L.A.’s Mystery ‘Jetpack’ Allegedly Captured on Video, But We Still Have Questions

L.A.’s Mystery ‘Jetpack’ Allegedly Captured on Video, But We Still Have Questions

A pilot in Southern California has captured video of what appears to be a person flying a jetpack, the first visual evidence of an unexplained flying object that seems similar to a reported jetpack sighting near the Los Angeles airport in August. But we still have a lot of questions about what we’re seeing in the video and local authorities haven’t shared any answers.

The video, captured by a pilot for Sling Pilot Academy and uploaded to YouTube, is from December 21 and was captured at an altitude of roughly 914.40 m near Palos Verdes, California. The island in the background is Catalina Island, according to Sling Pilot Academy.

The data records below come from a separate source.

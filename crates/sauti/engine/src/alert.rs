//! Low-sentiment alerting.
//!
//! Level-triggered with a suppression window: every qualifying update
//! while no cooldown is active fires once, then the entity goes silent for
//! the cooldown TTL regardless of how its average moves.

use crate::EngineResult;
use chrono::{DateTime, Utc};
use sauti_store::FeedbackStore;
use sauti_types::EntityKey;
use serde::{Deserialize, Serialize};
use std::sync::Arc;
use std::time::Duration;
use tokio::sync::broadcast;

/// Alerting thresholds, supplied by the service configuration.
#[derive(Debug, Clone, Serialize, Deserialize)]
pub struct AlertConfig {
    /// Averages at or above this never alert.
    pub threshold: f64,
    /// Minimum feedback count before an entity can alert.
    pub min_reviews: u64,
    /// Suppression window after a fired alert.
    pub cooldown_ttl: Duration,
}

impl Default for AlertConfig {
    fn default() -> Self {
        Self {
            threshold: 2.5,
            min_reviews: 3,
            cooldown_ttl: Duration::from_secs(3600),
        }
    }
}

/// Alert raised for an entity whose average dropped below the threshold.
#[derive(Debug, Clone, PartialEq, Serialize, Deserialize)]
pub struct LowSentimentAlert {
    pub key: EntityKey,
    pub avg: f64,
    pub count: u64,
    pub threshold: f64,
    pub raised_at: DateTime<Utc>,
}

/// Evaluates fresh statistics against the alert rule.
pub struct AlertEngine {
    store: Arc<dyn FeedbackStore>,
    config: AlertConfig,
    alert_tx: broadcast::Sender<LowSentimentAlert>,
}

impl AlertEngine {
    pub fn new(store: Arc<dyn FeedbackStore>, config: AlertConfig) -> Self {
        let (alert_tx, _) = broadcast::channel(256);
        Self {
            store,
            config,
            alert_tx,
        }
    }

    /// Subscribe to fired alerts.
    pub fn subscribe(&self) -> broadcast::Receiver<LowSentimentAlert> {
        self.alert_tx.subscribe()
    }

    /// Evaluate an entity's freshly written statistics. Short-circuits in
    /// order: healthy average, insufficient sample, active cooldown. When
    /// none apply the alert fires and the cooldown starts.
    ///
    /// Returns the fired alert, or `None` when suppressed.
    pub async fn evaluate(
        &self,
        key: &EntityKey,
        avg: f64,
        count: u64,
    ) -> EngineResult<Option<LowSentimentAlert>> {
        if avg >= self.config.threshold {
            return Ok(None);
        }
        if count < self.config.min_reviews {
            return Ok(None);
        }
        // Acquiring the cooldown marker and checking it are one atomic
        // step, so concurrent qualifying updates fire exactly once.
        if !self
            .store
            .acquire_cooldown(key, self.config.cooldown_ttl)
            .await?
        {
            return Ok(None);
        }

        let alert = LowSentimentAlert {
            key: key.clone(),
            avg,
            count,
            threshold: self.config.threshold,
            raised_at: Utc::now(),
        };

        tracing::warn!(
            key = %alert.key,
            avg = alert.avg,
            count = alert.count,
            threshold = alert.threshold,
            "low sentiment alert"
        );
        // Nobody listening is fine; the log line above is the baseline sink.
        let _ = self.alert_tx.send(alert.clone());

        Ok(Some(alert))
    }
}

An American Airlines pilot first reported a jetpack sighting near LAX in August but all we had was a transcript of the pilot’s conversation with air traffic control. This new video provides a look at what may have been the same type of aircraft, or could be something else entirely. We simply don’t know enough at this point and the video, as you can see below, is somewhat blurry.

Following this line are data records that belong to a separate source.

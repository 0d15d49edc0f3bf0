use crossterm::{
    cursor, execute,
    style::{Color, Print, ResetColor, SetBackgroundColor, SetForegroundColor},
    terminal::{self, ClearType, EnterAlternateScreen, LeaveAlternateScreen},
    Command,
};
use std::io::{self, BufWriter, Write};
use std::panic;

type AppResult<T> = Result<T, Box<dyn std::error::Error>>;

pub const HALF_BLOCK: char = '\u{2584}';

// --- Colors ---

pub fn rgb_to_ansi256(r: u8, g: u8, b: u8) -> u8 {
    if r == g && g == b {
        // Grayscale ramp, with the cube corners for the extremes.
        return match r {
            0..=7 => 16,
            249..=255 => 231,
            _ => 232 + ((r as f32 - 8.0) / 247.0 * 24.0) as u8,
        };
    }
    let ri = (r as f32 / 255.0 * 5.0 + 0.5) as u8;
    let gi = (g as f32 / 255.0 * 5.0 + 0.5) as u8;
    let bi = (b as f32 / 255.0 * 5.0 + 0.5) as u8;
    16 + 36 * ri + 6 * gi + bi
}

pub fn make_color(rgb: [u8; 3], use_truecolor: bool) -> Color {
    let [r, g, b] = rgb;
    if use_truecolor {
        Color::Rgb { r, g, b }
    } else {
        Color::AnsiValue(rgb_to_ansi256(r, g, b))
    }
}

pub fn detect_truecolor() -> bool {
    std::env::var("COLORTERM")
        .map(|v| v.contains("truecolor") || v.contains("24bit"))
        .unwrap_or(false)
}

// --- Terminal lifecycle ---

pub fn install_panic_hook() {
    let default_hook = panic::take_hook();
    panic::set_hook(Box::new(move |panic_info| {
        let _ = terminal::disable_raw_mode();
        let mut stdout = io::stdout();
        let _ = execute!(
            stdout,
            ResetColor,
            cursor::Show,
            LeaveAlternateScreen,
            terminal::Clear(ClearType::All)
        );
        default_hook(panic_info);
    }));
}

pub fn setup_terminal(stdout: &mut BufWriter<io::Stdout>) -> AppResult<()> {
    terminal::enable_raw_mode()?;
    execute!(
        stdout,
        EnterAlternateScreen,
        cursor::Hide,
        terminal::Clear(ClearType::All)
    )?;
    stdout.flush()?;
    Ok(())
}

pub fn cleanup_terminal(stdout: &mut BufWriter<io::Stdout>) -> AppResult<()> {
    execute!(
        stdout,
        ResetColor,
        cursor::Show,
        LeaveAlternateScreen,
        terminal::Clear(ClearType::All)
    )?;
    stdout.flush()?;
    terminal::disable_raw_mode()?;
    Ok(())
}

// --- Presentation ---

fn write_ansi_command(buf: &mut String, command: impl Command) -> io::Result<()> {
    command
        .write_ansi(buf)
        .map_err(|_| io::Error::other("failed to encode ANSI command"))
}

/// Draws a resolved RGBA image as half-block cells: each terminal cell
/// shows two vertically stacked pixels, background for the top one and
/// foreground (the lower-half-block glyph) for the bottom one. The image
/// height must be twice the row count.
pub fn present_image(
    image: &[u8],
    width: usize,
    term_rows: usize,
    use_truecolor: bool,
    frame_buf: &mut String,
    stdout: &mut impl Write,
) -> io::Result<()> {
    frame_buf.clear();

    for term_row in 0..term_rows {
        write_ansi_command(frame_buf, cursor::MoveTo(0, term_row as u16))?;
        let top_row = term_row * 2;
        let bottom_row = top_row + 1;
        for col in 0..width {
            let top = pixel_rgb(image, width, col, top_row);
            let bottom = pixel_rgb(image, width, col, bottom_row);
            write_ansi_command(frame_buf, SetBackgroundColor(make_color(top, use_truecolor)))?;
            write_ansi_command(
                frame_buf,
                SetForegroundColor(make_color(bottom, use_truecolor)),
            )?;
            frame_buf.push(HALF_BLOCK);
        }
    }

    stdout.write_all(frame_buf.as_bytes())
}

fn pixel_rgb(image: &[u8], width: usize, x: usize, y: usize) -> [u8; 3] {
    let start = (y * width + x) * 4;
    [image[start], image[start + 1], image[start + 2]]
}

/// One status line over the top of the frame, truncated or padded to the
/// terminal width.
pub fn draw_status_line(
    text: &mut String,
    cols: usize,
    use_truecolor: bool,
    stdout: &mut impl Write,
) -> io::Result<()> {
    let char_count = text.chars().count();
    if char_count > cols {
        if let Some((idx, _)) = text.char_indices().nth(cols) {
            text.truncate(idx);
        }
    } else {
        for _ in char_count..cols {
            text.push(' ');
        }
    }

    crossterm::queue!(
        stdout,
        cursor::MoveTo(0, 0),
        SetBackgroundColor(make_color([0, 0, 0], use_truecolor)),
        SetForegroundColor(make_color([240, 240, 240], use_truecolor)),
        Print(text.as_str())
    )
}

“The video appears to show a jet pack, but it could also be a drone or some other object,” Sling Pilot Academy wrote on both YouTube and Instagram.

“If it is a ‘guy in a jet pack’ then it remains to be seen whether it is a legal test flight (jetpacks are real – there is a manufacturer near Los Angeles) or related to the jet pack sightings near LAX recently that caused disruptions to air traffic.”

As the pilot school notes, jetpacks are real and have been in use since the 1960s, though primarily as a novelty act. The very first Super Bowl in 1967 had a jetpack demonstration. Disneyland in Anaheim, California featured a jetpack flight in 1966. And the U.S. military even briefly entertained the idea of using jetpacks during the Vietnam War.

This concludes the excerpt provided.